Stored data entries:
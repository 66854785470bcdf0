pub mod models;

use r2d2::Pool;
use r2d2_sqlite::SqliteConnectionManager;
use rusqlite::{params, OptionalExtension};
use std::path::Path;

use crate::state::DbPool;

const MIGRATIONS: &[(&str, &str)] = &[
    (
        "001_initial",
        include_str!("../../migrations/001_initial.sql"),
    ),
    (
        "002_lol_widget",
        include_str!("../../migrations/002_lol_widget.sql"),
    ),
];

pub fn create_pool(db_path: &Path) -> anyhow::Result<DbPool> {
    // Ensure parent directory exists
    if let Some(parent) = db_path.parent() {
        std::fs::create_dir_all(parent)?;
    }

    // Pragmas other than journal_mode are per-connection
    let manager = SqliteConnectionManager::file(db_path).with_init(|conn| {
        conn.execute_batch(
            "
            PRAGMA synchronous = NORMAL;
            PRAGMA foreign_keys = ON;
            PRAGMA busy_timeout = 5000;
            ",
        )
    });
    let pool = Pool::builder().max_size(8).build(manager)?;

    let conn = pool.get()?;
    let _mode: String = conn.query_row("PRAGMA journal_mode = WAL", [], |row| row.get(0))?;

    Ok(pool)
}

pub fn run_migrations(pool: &DbPool) -> anyhow::Result<()> {
    let conn = pool.get()?;

    // Create migrations tracking table
    conn.execute_batch(
        "CREATE TABLE IF NOT EXISTS schema_version (
            name TEXT PRIMARY KEY,
            applied_at TEXT NOT NULL DEFAULT (datetime('now'))
        );",
    )?;

    for (name, sql) in MIGRATIONS {
        let already_applied: bool = conn.query_row(
            "SELECT COUNT(*) > 0 FROM schema_version WHERE name = ?1",
            params![name],
            |row| row.get(0),
        )?;

        if !already_applied {
            tracing::info!("Applying migration: {}", name);
            conn.execute_batch(sql)?;
            conn.execute(
                "INSERT INTO schema_version (name) VALUES (?1)",
                params![name],
            )?;
        }
    }

    tracing::info!("Database migrations complete");
    Ok(())
}

/// Create the admin account if a password is configured and the user does not exist yet.
/// An existing account is left untouched, so changing the configured password later has no effect.
pub fn bootstrap_admin(pool: &DbPool, username: &str, password: Option<&str>) -> anyhow::Result<()> {
    let Some(password) = password.filter(|p| !p.is_empty()) else {
        tracing::warn!("No admin password configured; admin API will be unreachable until one is set");
        return Ok(());
    };

    let conn = pool.get()?;
    let existing: Option<String> = conn
        .query_row(
            "SELECT id FROM users WHERE username = ?1",
            params![username],
            |row| row.get(0),
        )
        .optional()?;

    if existing.is_some() {
        return Ok(());
    }

    let hash = bcrypt::hash(password, bcrypt::DEFAULT_COST)?;
    let id = uuid::Uuid::now_v7().to_string();
    conn.execute(
        "INSERT INTO users (id, username, password_hash, is_admin) VALUES (?1, ?2, ?3, 1)",
        params![id, username, hash],
    )?;
    tracing::info!("Created admin account '{}'", username);

    Ok(())
}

Work instructions: What you return must be the entries, given again word for word.

Response to the task:
repository 66854785470bcdf0
pub mod models;

use r2d2::Pool;
use r2d2_sqlite::SqliteConnectionManager;
use rusqlite::{params, OptionalExtension};
use std::path::Path;

use crate::state::DbPool;

const MIGRATIONS: &[(&str, &str)] = &[
    (
        "001_initial",
        include_str!("../../migrations/001_initial.sql"),
    ),
    (
        "002_lol_widget",
        include_str!("../../migrations/002_lol_widget.sql"),
    ),
];

pub fn create_pool(db_path: &Path) -> anyhow::Result<DbPool> {
    // Ensure parent directory exists
    if let Some(parent) = db_path.parent() {
        std::fs::create_dir_all(parent)?;
    }

    // Pragmas other than journal_mode are per-connection
    let manager = SqliteConnectionManager::file(db_path).with_init(|conn| {
        conn.execute_batch(
            "
            PRAGMA synchronous = NORMAL;
            PRAGMA foreign_keys = ON;
            PRAGMA busy_timeout = 5000;
            ",
        )
    });
    let pool = Pool::builder().max_size(8).build(manager)?;

    let conn = pool.get()?;
    let _mode: String = conn.query_row("PRAGMA journal_mode = WAL", [], |row| row.get(0))?;

    Ok(pool)
}

pub fn run_migrations(pool: &DbPool) -> anyhow::Result<()> {
    let conn = pool.get()?;

    // Create migrations tracking table
    conn.execute_batch(
        "CREATE TABLE IF NOT EXISTS schema_version (
            name TEXT PRIMARY KEY,
            applied_at TEXT NOT NULL DEFAULT (datetime('now'))
        );",
    )?;

    for (name, sql) in MIGRATIONS {
        let already_applied: bool = conn.query_row(
            "SELECT COUNT(*) > 0 FROM schema_version WHERE name = ?1",
            params![name],
            |row| row.get(0),
        )?;

        if !already_applied {
            tracing::info!("Applying migration: {}", name);
            conn.execute_batch(sql)?;
            conn.execute(
                "INSERT INTO schema_version (name) VALUES (?1)",
                params![name],
            )?;
        }
    }

    tracing::info!("Database migrations complete");
    Ok(())
}

/// Create the admin account if a password is configured and the user does not exist yet.
/// An existing account is left untouched, so changing the configured password later has no effect.
pub fn bootstrap_admin(pool: &DbPool, username: &str, password: Option<&str>) -> anyhow::Result<()> {
    let Some(password) = password.filter(|p| !p.is_empty()) else {
        tracing::warn!("No admin password configured; admin API will be unreachable until one is set");
        return Ok(());
    };

    let conn = pool.get()?;
    let existing: Option<String> = conn
        .query_row(
            "SELECT id FROM users WHERE username = ?1",
            params![username],
            |row| row.get(0),
        )
        .optional()?;

    if existing.is_some() {
        return Ok(());
    }

    let hash = bcrypt::hash(password, bcrypt::DEFAULT_COST)?;
    let id = uuid::Uuid::now_v7().to_string();
    conn.execute(
        "INSERT INTO users (id, username, password_hash, is_admin) VALUES (?1, ?2, ?3, 1)",
        params![id, username, hash],
    )?;
    tracing::info!("Created admin account '{}'", username);

    Ok(())
}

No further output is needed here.